AMRC - Ameresco: A Debt-Accumulation Machine And Concerns Around Its Business Model

2023-09-08 09:24:06 ET

Summary

  • Ameresco, Inc. consistently fails to generate positive free cash flow, leading to debt accumulation and increased risk.
  • The company's business model relies heavily on selling environmental credits to boost net income, raising concerns about profitability.
  • Insider selling and lack of disclosure on environmental credits add to concerns about governance and the company's financial health.
  • We think the stock is overvalued by around 40% after a comparables valuation analysis.

We believe that Ameresco, Inc. (AMRC) is consistently failing to reach a positive free cash flow ("FCF") run rate, despite years spent building their brand and backlog. The company burns a high amount of Capex compared to its portfolio size, and its cash generation has never been positive over the years. This led, of course, to consistent debt accumulation, which is now piling up on the balance sheet thus increasing the risk profile of Ameresco's equity. We start our Ameresco, Inc. rating with a sell recommendation and a target price below $24.

The business model and past results

Ameresco is a renewable energy asset developer, owner, and operator. This means that the company is engaged in the management of energy assets from its planning to its operation management (and thus its maintenance). This business model has many implications, with the main ones being that they keep the assets on their balance sheet and need to spend yearly Capex to maintain the facilities operational.
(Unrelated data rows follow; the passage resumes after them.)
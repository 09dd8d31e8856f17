//! Conversion of the seed document into typed catalog tables.
//!
//! The seed carries two historical leaf shapes: `title`/`euAlternatives`/
//! `note`/flags, and the older `title`/`description`/`us`/`eu`/`note`. Both
//! are normalized here, once, so nothing downstream inspects raw fields.
//! Leaves without a usable title or alternatives are reported and dropped;
//! an optional field with a bad value is ignored on its own. Only structural
//! problems (reserved keys) fail the load.

use std::collections::BTreeMap;
use std::fmt;
use std::marker::PhantomData;

use indexmap::IndexMap;
use serde::de::{IgnoredAny, MapAccess, Visitor};
use serde::{Deserialize, Deserializer};

use crate::catalog::CategoryTable;
use crate::error::CatalogError;
use crate::language::Language;
use crate::products::{Product, ProductFlags};
use crate::query::Selection;

/// Ordered string-keyed map that keeps the first value for a repeated key and
/// remembers the keys it dropped.
pub(crate) struct FirstWins<V> {
    pub(crate) entries: IndexMap<String, V>,
    pub(crate) duplicates: Vec<String>,
}

impl<V> Default for FirstWins<V> {
    fn default() -> Self {
        Self {
            entries: IndexMap::new(),
            duplicates: Vec::new(),
        }
    }
}

impl<'de, V> Deserialize<'de> for FirstWins<V>
where
    V: Deserialize<'de>,
{
    fn deserialize<D>(deserializer: D) -> Result<Self, D::Error>
    where
        D: Deserializer<'de>,
    {
        struct FirstWinsVisitor<V>(PhantomData<V>);

        impl<'de, V> Visitor<'de> for FirstWinsVisitor<V>
        where
            V: Deserialize<'de>,
        {
            type Value = FirstWins<V>;

            fn expecting(&self, f: &mut fmt::Formatter<'_>) -> fmt::Result {
                f.write_str("a map with string keys")
            }

            fn visit_map<A>(self, mut map: A) -> Result<Self::Value, A::Error>
            where
                A: MapAccess<'de>,
            {
                let mut out = FirstWins::default();
                while let Some(key) = map.next_key::<String>()? {
                    if out.entries.contains_key(&key) {
                        map.next_value::<IgnoredAny>()?;
                        out.duplicates.push(key);
                    } else {
                        let value = map.next_value::<V>()?;
                        out.entries.insert(key, value);
                    }
                }
                Ok(out)
            }
        }

        deserializer.deserialize_map(FirstWinsVisitor(PhantomData))
    }
}

/// Top level of the seed document: language code → language section.
pub(crate) type RawDocument = FirstWins<RawLanguage>;

#[derive(Deserialize)]
pub(crate) struct RawLanguage {
    #[serde(default)]
    products: FirstWins<FirstWins<RawEntry>>,
}

#[derive(Deserialize)]
#[serde(untagged)]
enum RawEntry {
    Product(RawProduct),
    Other(IgnoredAny),
}

#[derive(Default, Deserialize)]
#[serde(rename_all = "camelCase")]
struct RawProduct {
    title: Option<Lenient<String>>,
    description: Option<Lenient<String>>,
    us: Option<Lenient<String>>,
    #[serde(alias = "eu_alternatives")]
    eu_alternatives: Option<Lenient<TextOrList>>,
    eu: Option<Lenient<TextOrList>>,
    note: Option<Lenient<String>>,
    flags: Option<Lenient<RawFlags>>,
    popular: Option<Lenient<bool>>,
    new: Option<Lenient<bool>>,
    recommended: Option<Lenient<bool>>,
}

/// A field value that is kept when it has the expected type and otherwise
/// swallowed, so one bad field never costs the whole entry.
#[derive(Deserialize)]
#[serde(untagged)]
enum Lenient<T> {
    Valid(T),
    Invalid(IgnoredAny),
}

/// Collects the names of fields whose values were ignored.
#[derive(Default)]
struct Ignored(Vec<&'static str>);

impl Ignored {
    fn take<T>(&mut self, name: &'static str, field: Option<Lenient<T>>) -> Option<T> {
        match field? {
            Lenient::Valid(value) => Some(value),
            Lenient::Invalid(_) => {
                self.0.push(name);
                None
            }
        }
    }

    fn push_unknown_flag(&mut self) {
        if !self.0.contains(&"flags") {
            self.0.push("flags");
        }
    }
}

/// Flags as a list of badge names or as an object of booleans.
#[derive(Deserialize)]
#[serde(untagged)]
enum RawFlags {
    Names(Vec<String>),
    Object {
        #[serde(default)]
        popular: Option<Lenient<bool>>,
        #[serde(default)]
        new: Option<Lenient<bool>>,
        #[serde(default)]
        recommended: Option<Lenient<bool>>,
    },
}

impl RawFlags {
    fn into_flags(self, ignored: &mut Ignored) -> ProductFlags {
        match self {
            RawFlags::Object {
                popular,
                new,
                recommended,
            } => ProductFlags {
                popular: ignored.take("flags.popular", popular).unwrap_or(false),
                new: ignored.take("flags.new", new).unwrap_or(false),
                recommended: ignored
                    .take("flags.recommended", recommended)
                    .unwrap_or(false),
            },
            RawFlags::Names(names) => {
                let mut flags = ProductFlags::default();
                for name in names {
                    match name.trim().to_lowercase().as_str() {
                        "popular" => flags.popular = true,
                        "new" => flags.new = true,
                        "recommended" => flags.recommended = true,
                        _ => ignored.push_unknown_flag(),
                    }
                }
                flags
            }
        }
    }
}

/// Alternatives arrive either as one comma-separated string or pre-split.
#[derive(Debug, Deserialize)]
#[serde(untagged)]
enum TextOrList {
    Text(String),
    List(Vec<String>),
}

impl TextOrList {
    fn into_items(self) -> Vec<String> {
        let items: Vec<String> = match self {
            TextOrList::Text(text) => text.split(',').map(str::to_owned).collect(),
            TextOrList::List(list) => list,
        };
        items
            .into_iter()
            .map(|item| item.trim().to_owned())
            .filter(|item| !item.is_empty())
            .collect()
    }
}

/// A leaf that was present in the document but could not become a [`Product`].
#[derive(Debug, Clone, PartialEq, Eq)]
pub struct MalformedEntry {
    pub language: Language,
    pub category: String,
    pub subcategory: String,
    pub reason: String,
}

impl fmt::Display for MalformedEntry {
    fn fmt(&self, f: &mut fmt::Formatter<'_>) -> fmt::Result {
        write!(
            f,
            "{}/{}/{}: {}",
            self.language, self.category, self.subcategory, self.reason
        )
    }
}

/// What ingestion dropped or ignored while building the catalog.
#[derive(Debug, Clone, Default, PartialEq, Eq)]
pub struct LoadReport {
    pub malformed: Vec<MalformedEntry>,
    /// Repeated keys, as `lang`, `lang/category` or `lang/category/subcategory`.
    pub duplicates: Vec<String>,
    /// Top-level keys that are not a supported language code.
    pub skipped_languages: Vec<String>,
}

impl LoadReport {
    #[must_use]
    pub fn is_clean(&self) -> bool {
        self.malformed.is_empty() && self.duplicates.is_empty() && self.skipped_languages.is_empty()
    }
}

/// Convert a parsed seed document into per-language tables.
///
/// # Errors
///
/// Returns [`CatalogError::ReservedKey`] if `"all"` is used as a category or
/// subcategory key.
pub(crate) fn ingest(
    document: RawDocument,
) -> Result<(BTreeMap<Language, CategoryTable>, LoadReport), CatalogError> {
    let mut report = LoadReport::default();
    report.duplicates.extend(document.duplicates);

    let mut tables = BTreeMap::new();
    for (code, section) in document.entries {
        let Ok(language) = code.parse::<Language>() else {
            tracing::warn!(language = %code, "skipping unsupported language section");
            report.skipped_languages.push(code);
            continue;
        };
        let table = ingest_language(language, section, &mut report)?;
        tables.insert(language, table);
    }

    for path in &report.duplicates {
        tracing::warn!(key = %path, "duplicate catalog key; keeping the first occurrence");
    }

    Ok((tables, report))
}

fn ingest_language(
    language: Language,
    section: RawLanguage,
    report: &mut LoadReport,
) -> Result<CategoryTable, CatalogError> {
    let products = section.products;
    report
        .duplicates
        .extend(products.duplicates.into_iter().map(|c| format!("{language}/{c}")));

    let mut table = CategoryTable::new();
    for (category, raw_subcategories) in products.entries {
        if Selection::is_sentinel(&category) {
            return Err(CatalogError::ReservedKey {
                language,
                level: "category",
                context: category,
            });
        }

        report.duplicates.extend(
            raw_subcategories
                .duplicates
                .into_iter()
                .map(|s| format!("{language}/{category}/{s}")),
        );

        let mut subcategories = IndexMap::new();
        for (subcategory, entry) in raw_subcategories.entries {
            if Selection::is_sentinel(&subcategory) {
                return Err(CatalogError::ReservedKey {
                    language,
                    level: "subcategory",
                    context: format!("{category}/{subcategory}"),
                });
            }

            match normalize_entry(entry) {
                Ok(Normalized { product, ignored }) => {
                    for field in ignored {
                        tracing::warn!(
                            language = %language,
                            category = %category,
                            subcategory = %subcategory,
                            field,
                            "ignoring catalog field with an unexpected value"
                        );
                    }
                    subcategories.insert(subcategory, product);
                }
                Err(reason) => {
                    tracing::warn!(
                        language = %language,
                        category = %category,
                        subcategory = %subcategory,
                        reason = %reason,
                        "excluding malformed catalog entry"
                    );
                    report.malformed.push(MalformedEntry {
                        language,
                        category: category.clone(),
                        subcategory,
                        reason,
                    });
                }
            }
        }

        table.insert(category, subcategories);
    }

    Ok(table)
}

fn non_empty(value: Option<String>) -> Option<String> {
    value
        .map(|s| s.trim().to_owned())
        .filter(|s| !s.is_empty())
}

/// A kept entry plus the names of fields whose values were ignored.
struct Normalized {
    product: Product,
    ignored: Vec<&'static str>,
}

fn normalize_entry(entry: RawEntry) -> Result<Normalized, String> {
    let RawEntry::Product(raw) = entry else {
        return Err("entry is not an object of product fields".to_string());
    };
    let mut ignored = Ignored::default();

    // In the older shape `us` lists the American products and `title` is the
    // row's display label.
    let title_field = non_empty(ignored.take("title", raw.title));
    let (title, label) = match non_empty(ignored.take("us", raw.us)) {
        Some(us) => (Some(us), title_field),
        None => (title_field, None),
    };

    let eu_alternatives = ignored
        .take("euAlternatives", raw.eu_alternatives)
        .or(ignored.take("eu", raw.eu))
        .map(TextOrList::into_items)
        .unwrap_or_default();

    let Some(title) = title else {
        return Err("missing title".to_string());
    };
    if eu_alternatives.is_empty() {
        return Err("missing European alternatives".to_string());
    }

    let explicit = ignored
        .take("flags", raw.flags)
        .map(|flags| flags.into_flags(&mut ignored))
        .unwrap_or_default();
    let flags = ProductFlags {
        popular: explicit.popular || ignored.take("popular", raw.popular).unwrap_or(false),
        new: explicit.new || ignored.take("new", raw.new).unwrap_or(false),
        recommended: explicit.recommended
            || ignored.take("recommended", raw.recommended).unwrap_or(false),
    };

    let product = Product {
        title,
        description: non_empty(ignored.take("description", raw.description)),
        eu_alternatives,
        note: non_empty(ignored.take("note", raw.note)).unwrap_or_default(),
        flags,
        label,
    };
    Ok(Normalized {
        product,
        ignored: ignored.0,
    })
}

#[cfg(test)]
#[path = "ingest_test.rs"]
mod tests;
AMRC Lines of Business (Presentation)

As we can see Ameresco is operating 423 MWe of renewable energy capacity, which translates into $1.4 billion of PP&E. The bulk of organic growth for the company's revenues comes from energy efficiency projects that aim to improve the renewable energy mix in many buildings/facilities. This is also the main reason why AMRC has so much revenue coming from the U.S. government and other public entities, including the U.S. Army Corps of Engineers, the Naval Facilities Engineering Command ((NAVFAC)) Mid-Atlantic, and the U.S. General Services Administration. And the other very important fact to mention is concentration risk. Indeed,

Approximately 46.0% of our revenues were derived from federal, state, provincial, or local government entities

Let's now turn to their financial results and position. We believe that a single picture will be self-explanatory on our concerns over the past results:

AMRC - FCF and Net Income (Seeking Alpha)

There appears to be a significant discrepancy in net income - and stated profitability margins - and cash generation. This is mostly due to high Capex requirements which consistently eat away more than every cent generated by the business. As one can imagine, this creates liquidity issues, which have been managed by issuing additional debt.

AMRC - Debt (Seeking Alpha)

While some of this debt is structured as non-recourse as it's attached to some Variable Interest Entities (VIEs) that are bankruptcy-remote to Ameresco, the leverage ratio is still very high. With only $50 million of cash, $1 billion of debt net of VIEs liabilities, and $130 million of estimated EBITDA for FY23, the leverage is above 7x times. Well above conservative levels.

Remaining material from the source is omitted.